(Dataset records begins)

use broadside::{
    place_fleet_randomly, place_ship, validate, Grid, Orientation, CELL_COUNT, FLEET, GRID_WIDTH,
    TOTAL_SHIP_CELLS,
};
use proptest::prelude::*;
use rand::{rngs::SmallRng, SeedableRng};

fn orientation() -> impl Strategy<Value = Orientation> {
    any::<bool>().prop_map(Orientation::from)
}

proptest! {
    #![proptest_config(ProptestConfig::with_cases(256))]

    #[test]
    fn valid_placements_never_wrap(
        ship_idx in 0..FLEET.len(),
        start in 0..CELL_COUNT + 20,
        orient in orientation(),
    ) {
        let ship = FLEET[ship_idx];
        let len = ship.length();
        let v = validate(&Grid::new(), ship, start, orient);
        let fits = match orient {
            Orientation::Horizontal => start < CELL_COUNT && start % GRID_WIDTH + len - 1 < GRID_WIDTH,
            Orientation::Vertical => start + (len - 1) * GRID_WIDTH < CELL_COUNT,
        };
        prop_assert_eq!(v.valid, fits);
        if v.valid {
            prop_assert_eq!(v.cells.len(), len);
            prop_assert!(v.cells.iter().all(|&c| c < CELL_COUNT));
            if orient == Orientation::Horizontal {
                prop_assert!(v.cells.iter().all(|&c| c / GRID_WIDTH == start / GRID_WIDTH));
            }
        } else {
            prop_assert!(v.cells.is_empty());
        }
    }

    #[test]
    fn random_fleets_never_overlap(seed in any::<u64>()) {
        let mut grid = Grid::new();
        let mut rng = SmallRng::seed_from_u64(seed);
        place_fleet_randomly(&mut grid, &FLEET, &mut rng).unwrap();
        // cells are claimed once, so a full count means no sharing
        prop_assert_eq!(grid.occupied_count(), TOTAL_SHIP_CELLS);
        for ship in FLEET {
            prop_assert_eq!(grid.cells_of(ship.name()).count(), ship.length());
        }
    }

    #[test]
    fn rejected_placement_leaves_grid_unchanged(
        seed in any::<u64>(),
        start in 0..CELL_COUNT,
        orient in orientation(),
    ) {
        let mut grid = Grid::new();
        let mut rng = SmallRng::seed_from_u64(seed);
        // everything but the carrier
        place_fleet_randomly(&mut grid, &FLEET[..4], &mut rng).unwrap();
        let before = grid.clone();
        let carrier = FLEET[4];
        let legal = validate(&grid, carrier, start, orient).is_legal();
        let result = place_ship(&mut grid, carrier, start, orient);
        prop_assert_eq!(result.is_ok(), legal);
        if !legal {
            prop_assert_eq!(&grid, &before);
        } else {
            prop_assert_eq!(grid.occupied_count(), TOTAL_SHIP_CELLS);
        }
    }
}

(Dataset records ends)
(Dataset records begins)

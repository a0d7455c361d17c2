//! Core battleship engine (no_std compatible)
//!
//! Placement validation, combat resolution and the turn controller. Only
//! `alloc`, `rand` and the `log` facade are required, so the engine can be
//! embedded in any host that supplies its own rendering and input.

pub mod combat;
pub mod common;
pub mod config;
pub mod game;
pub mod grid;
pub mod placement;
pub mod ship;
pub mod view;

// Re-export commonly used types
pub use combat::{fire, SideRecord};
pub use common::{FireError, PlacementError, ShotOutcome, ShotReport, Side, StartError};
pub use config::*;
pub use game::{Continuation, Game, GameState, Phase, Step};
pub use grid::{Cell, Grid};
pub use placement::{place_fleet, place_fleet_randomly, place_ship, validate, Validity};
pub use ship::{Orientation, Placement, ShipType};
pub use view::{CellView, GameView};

(Dataset records ends)
(Dataset records begins)

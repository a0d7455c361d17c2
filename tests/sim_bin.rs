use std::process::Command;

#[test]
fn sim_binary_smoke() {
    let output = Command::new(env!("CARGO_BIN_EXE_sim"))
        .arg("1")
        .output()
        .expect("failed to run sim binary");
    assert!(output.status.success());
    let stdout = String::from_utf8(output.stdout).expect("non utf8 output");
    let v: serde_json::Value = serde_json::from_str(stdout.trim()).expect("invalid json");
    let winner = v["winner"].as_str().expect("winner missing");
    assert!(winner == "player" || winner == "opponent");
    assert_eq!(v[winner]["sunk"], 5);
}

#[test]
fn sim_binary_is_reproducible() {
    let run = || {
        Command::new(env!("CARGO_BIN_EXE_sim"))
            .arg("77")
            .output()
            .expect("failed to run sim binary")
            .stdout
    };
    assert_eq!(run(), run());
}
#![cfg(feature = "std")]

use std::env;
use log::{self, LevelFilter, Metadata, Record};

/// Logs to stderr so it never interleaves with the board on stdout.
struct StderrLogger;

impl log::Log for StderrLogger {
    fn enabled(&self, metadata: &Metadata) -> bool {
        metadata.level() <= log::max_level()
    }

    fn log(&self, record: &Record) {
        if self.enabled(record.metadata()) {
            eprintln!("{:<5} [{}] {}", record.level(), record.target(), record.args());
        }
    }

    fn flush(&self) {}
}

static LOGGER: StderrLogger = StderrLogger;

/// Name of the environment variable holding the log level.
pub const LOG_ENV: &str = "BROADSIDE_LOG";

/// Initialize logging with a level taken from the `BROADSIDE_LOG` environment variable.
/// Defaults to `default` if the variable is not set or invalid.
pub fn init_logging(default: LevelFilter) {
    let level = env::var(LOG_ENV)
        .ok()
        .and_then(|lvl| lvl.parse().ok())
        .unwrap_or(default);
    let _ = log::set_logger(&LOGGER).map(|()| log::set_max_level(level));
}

(Dataset records ends)

What to work on:
Where a line of the data includes the string "before", list that line.

Reply to the task:
        let before = grid.clone();
            prop_assert_eq!(&grid, &before);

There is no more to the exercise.